Me gusta la sintonía de los anuncios de La Caixa. Esa que dice: "La Caixa de tooots" (y que cualquier día veremos convertida en "la Caixa de tots i toootes", gracias a la corrección política). ¡Qué caramba!, es verdad. La Caixa es de todos. Y mía también. Para algo tengo una libreta y una tarjeta de débito, y les domicilio mis ingresos atípicos de trabajadora autónoma. Por eso, si en este periódico me piden que escoja un lugar emblemático de Barcelona para recomendarles, no me quedo con La Rambla -a pesar de sus mimos y carteristas-, ni con la poética plaza de Sant Felip Neri, ni con el bar Ideal (más que nada es que ese lugar ya lo recomendé el verano pasado, y el otro). Escojo las torres negras de La Caixa, sede del imperio. Porque, si todo lo que rodea a La Caixa es hermoso, todo lo que está en su interior todavía lo es más: el dinero.

Contemplar esos dos edificios magníficos, por no decir majestuosos, es para mí un placer mayor que contemplar La Pedrera, la Sagrada Familia o el rincón de la Polinesia de Port Aventura. Viendo las torres negras de La Caixa comprendo a Stendhal. Admirar las dos torres me produce siempre un escalofrío de placer económico, y por eso, en cuanto puedo hago un agujero en mi apretada agenda y me acerco a sus pies. Cojo el metro y me bajo en Maria Cristina. Al salir me dirijo al lugar de siempre. Suelo sentarme, melancólica, en el banco de madera oscura que hay junto a la entrada de El Corte Inglés. Observo la cabina de la ONCE que hay en la puerta, de color azul, a conjunto con la estrella. Observo la estatua dorada y roja que no se sabe qué es pero que preside la entrada, y observo al señor del paso de cebra que vende los kleenex comprados en El Corte Inglés.
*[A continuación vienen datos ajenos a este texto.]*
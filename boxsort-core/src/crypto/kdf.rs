use argon2::Argon2;

use crate::crypto::aead::SealKey;
use crate::error::{BoxSortError, Result};

/// Stretch a passphrase into a seal key with Argon2id (default cost).
pub fn derive_key(passphrase: &str, salt: &[u8; 32]) -> Result<SealKey> {
    let mut out = [0u8; 32];
    Argon2::default()
        .hash_password_into(passphrase.as_bytes(), salt, &mut out)
        .map_err(|e| BoxSortError::Crypto(format!("kdf: {e}")))?;
    Ok(SealKey(out))
}

#[cfg(test)]
mod tests {
    use super::*;

    #[test]
    fn deterministic_per_salt() {
        let a = derive_key("hunter2", &[0u8; 32]).unwrap();
        let b = derive_key("hunter2", &[0u8; 32]).unwrap();
        let c = derive_key("hunter2", &[1u8; 32]).unwrap();
        assert_eq!(a.0, b.0);
        assert_ne!(a.0, c.0);
    }
}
Lo hago para desconectar, vamos. Ver esos 13 pisos por torre más azotea, que imagino atestados de dinero, me relaja. Ver esas ventanas divididas en tres partes, por las que los hombres que domicilian nuestras nóminas o nuestro paro ven pasar los coches, me electriza. Es un ejercicio que les recomiendo. Miren fijamente las torres, inspiren, espiren e imaginen todos los billetes de 100 euros que contienen. Podría pasarme horas calculando cuántos modelos me compraría si yo también fuese accionista y a cuántas copas podría invitar a mis amistades.
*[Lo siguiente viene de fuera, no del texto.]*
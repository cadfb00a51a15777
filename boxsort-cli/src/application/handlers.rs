use std::path::PathBuf;

use boxsort_core::crypto::aead::SealKey;
use boxsort_core::crypto::hex::parse_hex_array;
use boxsort_core::crypto::kdf::derive_key;
use boxsort_core::error::{BoxSortError, Result};
use boxsort_core::qr::{render_qr_png, render_qr_text};
use boxsort_core::{BoxDraft, ItemDraft, Library, LoadStatus, OpenParams, Resolution, StorageBox};
use tracing::debug;
use uuid::Uuid;

pub fn params_from_args(
    data_dir: PathBuf,
    key_hex: Option<String>,
    passphrase: Option<String>,
    key_salt_hex: Option<String>,
) -> Result<OpenParams> {
    let key_salt = key_salt_hex
        .map(|h| parse_hex_array::<32>(&h))
        .transpose()?
        .unwrap_or([0u8; 32]);
    let seal = match (key_hex, passphrase) {
        (Some(hex), _) => Some(SealKey(parse_hex_array::<32>(&hex)?)),
        (None, Some(p)) => Some(derive_key(&p, &key_salt)?),
        (None, None) => None,
    };
    let params = OpenParams::new(data_dir);
    Ok(match seal {
        Some(k) => params.sealed(k),
        None => params,
    })
}

pub fn open_library(params: &OpenParams) -> Result<Library> {
    debug!(data_dir = %params.data_dir.display(), sealed = params.seal_key.is_some(), "opening library");
    let (lib, status) = Library::open(params)?;
    match &status {
        LoadStatus::Migrated { from, boxes } => {
            eprintln!("upgraded {boxes} boxes from schema v{from}");
        }
        LoadStatus::Recovered { reason, backup } => {
            eprintln!("warning: stored boxes were unreadable ({reason}); starting empty");
            if let Some(b) = backup {
                eprintln!("warning: the unreadable file was kept at {}", b.display());
            }
        }
        LoadStatus::Fresh | LoadStatus::Loaded { .. } => {}
    }
    Ok(lib)
}

/// A box is addressed by its id or by its position in the list.
pub fn box_id(lib: &Library, target: &str) -> Result<Uuid> {
    if let Ok(index) = target.parse::<usize>() {
        return lib
            .boxes()
            .get(index)
            .map(|b| b.id)
            .ok_or(BoxSortError::IndexOutOfRange {
                index,
                len: lib.boxes().len(),
            });
    }
    lib.find(target)
        .map(|b| b.id)
        .ok_or_else(|| BoxSortError::NotFound(target.to_string()))
}

fn print_box(b: &StorageBox) {
    println!("{}  {}", b.name, b.id);
    for (i, item) in b.items.iter().enumerate() {
        let photo = if item.has_image() { "  [photo]" } else { "" };
        if item.description.is_empty() {
            println!("  {i:>3}. {}{photo}", item.name);
        } else {
            println!("  {i:>3}. {} - {}{photo}", item.name, item.description);
        }
    }
}

pub fn handle_add(lib: &mut Library, name: String, items: Vec<String>) -> Result<()> {
    let draft = BoxDraft {
        name,
        items: items.into_iter().map(ItemDraft::named).collect(),
    };
    let id = lib.add_box(draft)?;
    eprintln!("add: {id}");
    Ok(())
}

pub fn handle_ls(lib: &Library, search: Option<String>, long: bool) -> Result<()> {
    let hits = lib.search(search.as_deref().unwrap_or(""));
    for h in hits {
        let b = &lib.boxes()[h.index];
        if long {
            println!("{:>3}  {}  {:>3} items  {}", h.index, b.id, b.items.len(), b.name);
        } else if h.matches > 0 {
            println!("{:>3}  {}  ({} matches)", h.index, b.name, h.matches);
        } else {
            println!("{:>3}  {}", h.index, b.name);
        }
    }
    Ok(())
}

pub fn handle_show(lib: &Library, target: &str) -> Result<()> {
    let id = box_id(lib, target)?;
    if let Some(b) = lib.find(&id.to_string()) {
        print_box(b);
    }
    Ok(())
}

pub fn handle_rename(lib: &mut Library, target: &str, name: &str) -> Result<()> {
    let id = box_id(lib, target)?;
    lib.rename_box(id, name)?;
    eprintln!("rename: {id} -> {name}");
    Ok(())
}

pub fn handle_rm(lib: &mut Library, target: &str) -> Result<()> {
    let id = box_id(lib, target)?;
    let removed = lib.remove_box(id)?;
    eprintln!("rm: {} ({})", removed.name, removed.id);
    Ok(())
}

pub fn handle_mv(lib: &mut Library, from: usize, to: usize) -> Result<()> {
    lib.reorder_boxes(from, to)?;
    eprintln!("mv: {from} -> {to}");
    Ok(())
}

pub fn handle_item_add(
    lib: &mut Library,
    target: &str,
    name: String,
    description: String,
    photo: Option<PathBuf>,
) -> Result<()> {
    let id = box_id(lib, target)?;
    // Read the photo first so a bad path adds nothing.
    let bytes = photo.map(std::fs::read).transpose()?;
    lib.add_item(id, ItemDraft::named(name).with_description(description))?;
    if let Some(bytes) = bytes {
        let index = lib.find(&id.to_string()).map_or(0, |b| b.items.len() - 1);
        lib.set_item_image(id, index, &bytes)?;
    }
    Ok(())
}

pub fn handle_item_rm(lib: &mut Library, target: &str, index: usize) -> Result<()> {
    let id = box_id(lib, target)?;
    let item = lib.remove_item(id, index)?;
    eprintln!("item rm: {}", item.name);
    Ok(())
}

pub fn handle_item_mv(lib: &mut Library, target: &str, from: usize, to: usize) -> Result<()> {
    let id = box_id(lib, target)?;
    lib.move_item(id, from, to)
}

pub fn handle_item_describe(
    lib: &mut Library,
    target: &str,
    index: usize,
    description: &str,
) -> Result<()> {
    let id = box_id(lib, target)?;
    lib.describe_item(id, index, description)
}

pub fn handle_item_photo(lib: &mut Library, target: &str, index: usize, file: PathBuf) -> Result<()> {
    let id = box_id(lib, target)?;
    let bytes = std::fs::read(&file)?;
    let handle = lib.set_item_image(id, index, &bytes)?;
    eprintln!("photo: {} -> {handle}", file.display());
    Ok(())
}

pub fn handle_item_clear_photo(lib: &mut Library, target: &str, index: usize) -> Result<()> {
    let id = box_id(lib, target)?;
    lib.clear_item_image(id, index)
}

pub fn handle_item_get_photo(lib: &Library, target: &str, index: usize, out: PathBuf) -> Result<()> {
    let id = box_id(lib, target)?;
    match lib.item_image(id, index)? {
        Some(bytes) => {
            std::fs::write(&out, bytes)?;
            eprintln!("photo: written to {}", out.display());
        }
        None => eprintln!("photo: item has no photo"),
    }
    Ok(())
}

pub fn handle_open(lib: &Library, uri: &str) -> Result<()> {
    match lib.resolve(uri) {
        Resolution::Found(b) => print_box(b),
        Resolution::NotFound { uuid } => {
            eprintln!("Missing Box: {uuid} does not exist or has been deleted.");
        }
        Resolution::Malformed(reason) => {
            eprintln!("Not a box link ({reason}).");
        }
    }
    Ok(())
}

pub fn handle_link(lib: &Library, target: &str) -> Result<()> {
    let id = box_id(lib, target)?;
    println!("{}", lib.deep_link(id)?);
    Ok(())
}

pub fn handle_qr(lib: &Library, target: &str, out: Option<PathBuf>) -> Result<()> {
    let id = box_id(lib, target)?;
    let link = lib.deep_link(id)?;
    match out {
        Some(path) => {
            std::fs::write(&path, render_qr_png(&link))?;
            eprintln!("qr: {} -> {}", link, path.display());
        }
        None => match render_qr_text(&link) {
            Some(text) => println!("{text}"),
            None => eprintln!("qr: could not render {link}"),
        },
    }
    Ok(())
}

pub fn handle_gc(lib: &mut Library) -> Result<()> {
    let removed = lib.sweep_orphans()?;
    eprintln!("gc: removed {} orphaned photos", removed.len());
    Ok(())
}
La sensación se refuerza, porque a mis espaldas noto el aliento de otro imperio: el de la editorial Planeta. ¿Cuántas veces habré soñado que salgo de esa editorial con un cheque en blanco en la mano, atravieso la Diagonal y voy a ingresarlo ipso facto en las oficinas de las torres negras? En mi alocada cabeza, me veo a mí misma como a la protagonista de Nuestra Señora de los váteres inmaculados, de J. P. Donleavy, cuando acaba de heredar y el banquero le dice que tiene una limusina a su disposición para regresar a casa, porque no va a permitir que vuelva en transporte público. ¿Cuántas cajas fuertes debe de haber? ¿Cuantos empleados están destinados, diariamente, a contar billetes? ¿Son blindados los cristales oscuros?
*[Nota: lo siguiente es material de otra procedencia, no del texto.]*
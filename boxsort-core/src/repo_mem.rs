use tracing::debug;

use crate::codec;
use crate::collection::{Collection, Command};
use crate::domain::StorageBox;
use crate::error::Result;
use crate::images::ImageStore;
use crate::repo::{BoxRepo, LoadStatus};

/// Repository whose "disk" is an in-memory encoded snapshot. Every persist
/// goes through the codec, so reloading behaves like an app restart.
#[derive(Debug, Default)]
pub struct MemBoxRepo {
    collection: Collection,
    snapshot: Option<Vec<u8>>,
}

impl MemBoxRepo {
    pub fn new() -> Self {
        Self::default()
    }

    /// The bytes a file-backed repository would have written.
    pub fn snapshot(&self) -> Option<&[u8]> {
        self.snapshot.as_deref()
    }

    fn persist(&mut self) -> Result<()> {
        let bytes = codec::encode(self.collection.boxes())?;
        debug!(boxes = self.collection.len(), len = bytes.len(), "persisted to memory");
        self.snapshot = Some(bytes);
        Ok(())
    }
}

impl BoxRepo for MemBoxRepo {
    fn collection(&self) -> &Collection {
        &self.collection
    }

    fn load(&mut self, images: &ImageStore) -> LoadStatus {
        let Some(bytes) = self.snapshot.as_deref() else {
            self.collection = Collection::default();
            return LoadStatus::Fresh;
        };
        match codec::decode(bytes) {
            Ok(codec::Decoded::Current(boxes)) => {
                let n = boxes.len();
                self.collection = Collection::new(boxes);
                LoadStatus::Loaded { boxes: n }
            }
            Ok(codec::Decoded::V1(old)) => {
                let boxes = codec::legacy::migrate_v1(old.clone(), images)
                    .unwrap_or_else(|_| codec::legacy::strip_v1(old));
                let n = boxes.len();
                self.collection = Collection::new(boxes);
                let _ = self.persist();
                LoadStatus::Migrated {
                    from: codec::legacy::VERSION,
                    boxes: n,
                }
            }
            Err(e) => {
                self.collection = Collection::default();
                LoadStatus::Recovered {
                    reason: e.to_string(),
                    backup: None,
                }
            }
        }
    }

    fn execute(&mut self, cmd: Command) -> Result<Option<StorageBox>> {
        let out = self.collection.apply(cmd)?;
        self.persist()?;
        Ok(out)
    }

    fn flush(&mut self) -> Result<()> {
        self.persist()
    }

    fn is_dirty(&self) -> bool {
        false
    }
}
Encima del edificio hay dos logotipos gigantes de La Caixa que recorren, lentamente, todo el perímetro de la azotea. Nunca dejas de verlos, porque cuando uno desaparece el otro ya aparece. Los logotipos tardan un minuto y medio en completar una vuelta. Viéndolos, no me canso de repetir, mentalmente, el eslogan de La Caixa. En mi cabeza resuena la voz masculina del anuncio. Esa que dice: "Hablemos". Que sepan que lo estoy deseando.